Oh, and this has nothing to do with Nyle, but something I found pretty cool:  http://www.statewaterheaters.com/product_selector_one_page.aspx

It's the nicest sizing guide I've seen, in that it accounts for number of concurrent AND consecutive showers, along with maximum tub size.


----------



## WoodyIsGoody (Sep 29, 2017)

I think a bigger discrepancy exists in the second chart.

The relative costs between resistive and heat pump remain the same whether there's two people or six people while it's well understood that a heat pump water heaters efficiency will drop with six people using it unless all the showers are spaced exactly 4 hours apart. Because it takes 4 hours for a heat pump water heater to recover without using resistive heat.

Regardless, in your case, it's obviously cost effective to go with a heat pump water heater in the warm season so why are you worried about the details? And if you are really interested in them, it's a simple matter to calculate them yourself by knowing the flow rate of your showerheads and faucets and average time used per day (coupled with the cost/btu of different solutions and the water supply temperature).
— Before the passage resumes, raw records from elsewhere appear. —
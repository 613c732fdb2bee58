//! Execution scenarios on a controller driven from the calling thread

mod common;

use common::builders::{ModelBuilder, ROOT};
use common::mock_helpers::{call_log, calls, state_changes, update_count, RecordingProcess};
use lumass_core::controller::ControllerState;
use lumass_core::{ControllerEvent, ExecutionOutcome};

#[test]
fn test_chain_updates_each_once() {
    let log = call_log();
    let (tx, rx) = crossbeam_channel::unbounded();
    let mut controller = ModelBuilder::new()
        .process("A", ROOT, RecordingProcess::new("A", log.clone()), &[])
        .process("B", ROOT, RecordingProcess::new("B", log.clone()), &["A"])
        .process("C", ROOT, RecordingProcess::new("C", log.clone()), &["B"])
        .build()
        .with_events(tx);

    let report = controller.execute_model(ROOT).unwrap();
    assert_eq!(report.outcome, ExecutionOutcome::Completed);
    assert_eq!(report.updates, 3);

    let updates: Vec<String> = calls(&log)
        .into_iter()
        .filter(|c| c.starts_with("update:"))
        .collect();
    assert_eq!(updates, vec!["update:A", "update:B", "update:C"]);
    assert_eq!(common::scalar_output(&controller, "C"), Some(3.0));

    let events: Vec<ControllerEvent> = rx.try_iter().collect();
    assert_eq!(
        state_changes(&events),
        vec![
            ControllerState::Running,
            ControllerState::Completed,
            ControllerState::Idle
        ]
    );
    assert!(events
        .iter()
        .any(|e| matches!(e, ControllerEvent::Finished(r) if r.outcome.is_success())));
}

#[test]
fn test_shared_upstream_updated_once_per_step() {
    let log = call_log();
    let mut controller = ModelBuilder::new()
        .process("A", ROOT, RecordingProcess::new("A", log.clone()), &[])
        .process("B", ROOT, RecordingProcess::new("B", log.clone()), &["A"])
        .process("C", ROOT, RecordingProcess::new("C", log.clone()), &["A"])
        .process("D", ROOT, RecordingProcess::new("D", log.clone()), &["B", "C"])
        .build();

    let report = controller.execute_model(ROOT).unwrap();
    assert!(report.outcome.is_success());
    for label in ["A", "B", "C", "D"] {
        assert_eq!(update_count(&log, label), 1, "{} updated more than once", label);
    }
    // A = 1, B = C = 2, D = 2 + 2 + 1
    assert_eq!(common::scalar_output(&controller, "D"), Some(5.0));
}

#[test]
fn test_shared_upstream_inside_loop() {
    let log = call_log();
    let mut controller = ModelBuilder::new()
        .aggregate("Loop", ROOT, 3)
        .process("A", "Loop", RecordingProcess::new("A", log.clone()), &[])
        .process("B", "Loop", RecordingProcess::new("B", log.clone()), &["A"])
        .process("C", "Loop", RecordingProcess::new("C", log.clone()), &["A", "B"])
        .build();

    let report = controller.execute_model(ROOT).unwrap();
    assert!(report.outcome.is_success());
    assert_eq!(report.updates, 9);
    assert_eq!(update_count(&log, "A"), 3);
    assert_eq!(update_count(&log, "C"), 3);
}

#[test]
fn test_abort_after_first_component() {
    let log = call_log();
    let mut controller = ModelBuilder::new()
        .process("A", ROOT, RecordingProcess::new("A", log.clone()), &[])
        .process("B", ROOT, RecordingProcess::new("B", log.clone()), &["A"])
        .process("C", ROOT, RecordingProcess::new("C", log.clone()), &["B"])
        .build();
    let flag = controller.abort_flag();
    controller
        .get_component_mut("A")
        .unwrap()
        .set_process(Box::new(RecordingProcess::new("A", log.clone()).aborting(flag)))
        .unwrap();

    let report = controller.execute_model(ROOT).unwrap();
    assert_eq!(report.outcome, ExecutionOutcome::Aborted);
    assert_eq!(report.updates, 1);
    assert_eq!(update_count(&log, "A"), 1);
    assert_eq!(update_count(&log, "B"), 0);
    assert_eq!(update_count(&log, "C"), 0);
    assert_eq!(controller.state(), ControllerState::Idle);
    assert!(controller.execution_stack().is_empty());

    // a new run starts with a cleared flag
    let report = controller.execute_model(ROOT).unwrap();
    assert_eq!(report.outcome, ExecutionOutcome::Completed);
    assert_eq!(report.updates, 3);
}

#[test]
fn test_abort_before_run_is_discarded() {
    let log = call_log();
    let mut controller = ModelBuilder::new()
        .process("A", ROOT, RecordingProcess::new("A", log.clone()), &[])
        .process("B", ROOT, RecordingProcess::new("B", log.clone()), &["A"])
        .build();

    controller.abort_model();
    let report = controller.execute_model(ROOT).unwrap();
    assert_eq!(report.outcome, ExecutionOutcome::Completed);
    assert_eq!(report.updates, 2);
    assert!(!controller.abort_flag().load(std::sync::atomic::Ordering::SeqCst));
}

#[test]
fn test_data_buffer_feeds_back_previous_value() {
    let mut controller = ModelBuilder::new()
        .aggregate("Loop", ROOT, 3)
        .builtin("MapAlgebra", "Calc", "Loop", &[("Expression", &["b1 + 1.0"])], &["State"])
        .data("State", "Loop", Some(0.0), &["Calc"])
        .build();

    let report = controller.execute_model("Loop").unwrap();
    assert!(report.outcome.is_success(), "{:?}", report.outcome);
    assert_eq!(report.updates, 3);
    common::assert_float_eq(common::scalar_output(&controller, "State").unwrap(), 3.0, 1e-9);

    // a second run starts again from the preloaded value
    controller.execute_model("Loop").unwrap();
    common::assert_float_eq(common::scalar_output(&controller, "State").unwrap(), 3.0, 1e-9);
}

#[test]
fn test_failure_names_host_and_component_steps() {
    let log = call_log();
    let (tx, rx) = crossbeam_channel::unbounded();
    let mut controller = ModelBuilder::new()
        .aggregate("Loop", ROOT, 3)
        .process("Fail", "Loop", RecordingProcess::new("Fail", log.clone()).failing_on(2), &[])
        .build()
        .with_events(tx);

    let report = controller.execute_model(ROOT).unwrap();
    assert_eq!(
        report.outcome,
        ExecutionOutcome::Failed {
            component: "Fail".to_string(),
            message: "Loop step #2: Fail step #1: boom".to_string(),
        }
    );
    assert_eq!(report.updates, 1);
    assert_eq!(controller.state(), ControllerState::Idle);

    let events: Vec<ControllerEvent> = rx.try_iter().collect();
    assert!(events.iter().any(|e| matches!(
        e,
        ControllerEvent::ComponentError { component, .. } if component == "Fail"
    )));
    assert_eq!(
        state_changes(&events),
        vec![
            ControllerState::Running,
            ControllerState::Failed,
            ControllerState::Idle
        ]
    );
}

#[test]
fn test_resources_bracket_the_run() {
    let log = call_log();
    let mut controller = ModelBuilder::new()
        .process("A", ROOT, RecordingProcess::new("A", log.clone()), &[])
        .process("B", ROOT, RecordingProcess::new("B", log.clone()).failing_on(1), &["A"])
        .build();

    let report = controller.execute_model(ROOT).unwrap();
    assert!(!report.outcome.is_success());
    assert_eq!(
        calls(&log),
        vec!["open:A", "open:B", "update:A", "update:B", "close:A", "close:B"]
    );
}

#[test]
fn test_panicking_process_fails_the_run() {
    let log = call_log();
    let mut controller = ModelBuilder::new()
        .process("Bad", ROOT, RecordingProcess::new("Bad", log.clone()).panicking("kaboom"), &[])
        .build();

    let report = controller.execute_model(ROOT).unwrap();
    match report.outcome {
        ExecutionOutcome::Failed { component, message } => {
            assert_eq!(component, "Bad");
            assert!(message.contains("process panicked: kaboom"), "{}", message);
        }
        other => panic!("unexpected outcome {:?}", other),
    }
    assert_eq!(controller.state(), ControllerState::Idle);
    assert_eq!(calls(&log).last().map(String::as_str), Some("close:Bad"));

    // the process was put back and the controller accepts another run
    assert!(controller.get_component("Bad").unwrap().has_process());
    assert!(controller.execute_model(ROOT).is_ok());
}

#[test]
fn test_zero_iterations_expression_skips_component() {
    let log = call_log();
    let mut controller = ModelBuilder::new()
        .aggregate("Loop", ROOT, 2)
        .process("A", "Loop", RecordingProcess::new("A", log.clone()), &[])
        .build();
    controller
        .get_component_mut("Loop")
        .unwrap()
        .set_num_iterations_expression(vec!["0".to_string()]);

    let report = controller.execute_model(ROOT).unwrap();
    assert!(report.outcome.is_success());
    assert_eq!(report.updates, 0);
    assert_eq!(update_count(&log, "A"), 0);
}

#[test]
fn test_per_step_values_follow_host_iteration() {
    let mut controller = ModelBuilder::new()
        .aggregate("Loop", ROOT, 4)
        .builtin("ScalarSource", "Src", "Loop", &[("Values", &["10", "20"])], &[])
        .builtin("MapAlgebra", "Twice", "Loop", &[("Expression", &["b1 * 2.0"])], &["Src"])
        .build();

    let report = controller.execute_model(ROOT).unwrap();
    assert!(report.outcome.is_success(), "{:?}", report.outcome);
    assert_eq!(report.updates, 8);
    // host step 3 (0-based) selects "20" from the cycled list
    assert_eq!(common::scalar_output(&controller, "Twice"), Some(40.0));
}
It's always more accurate to run the numbers yourself than rely on gross generalizations.

But, yeah, the two charts are probably from two different sources who calculated the cost at different times based on different water supply temperature assumptions, different energy prices and different usage patterns. I doubt there is a hidden agenda but this is a good illustration how facts and figures COULD be used to deceive. Always do your own analysis if you want to know what it means.


----------



## woodgeek (Sep 30, 2017)

To start you need to assess your HW usage.  This will be a timing the flow from showerheads in gallons per minute. If you have 2-2.5 gpm and 2 adults (like 20-30 shower minutes per day), no frequent use of giant jacuzzi tubs, etc, you have 'normal' HW usage.  Add in a child and appliances, and you are probably in the $400/yr range for conventional electric, and a third of that for HPWH.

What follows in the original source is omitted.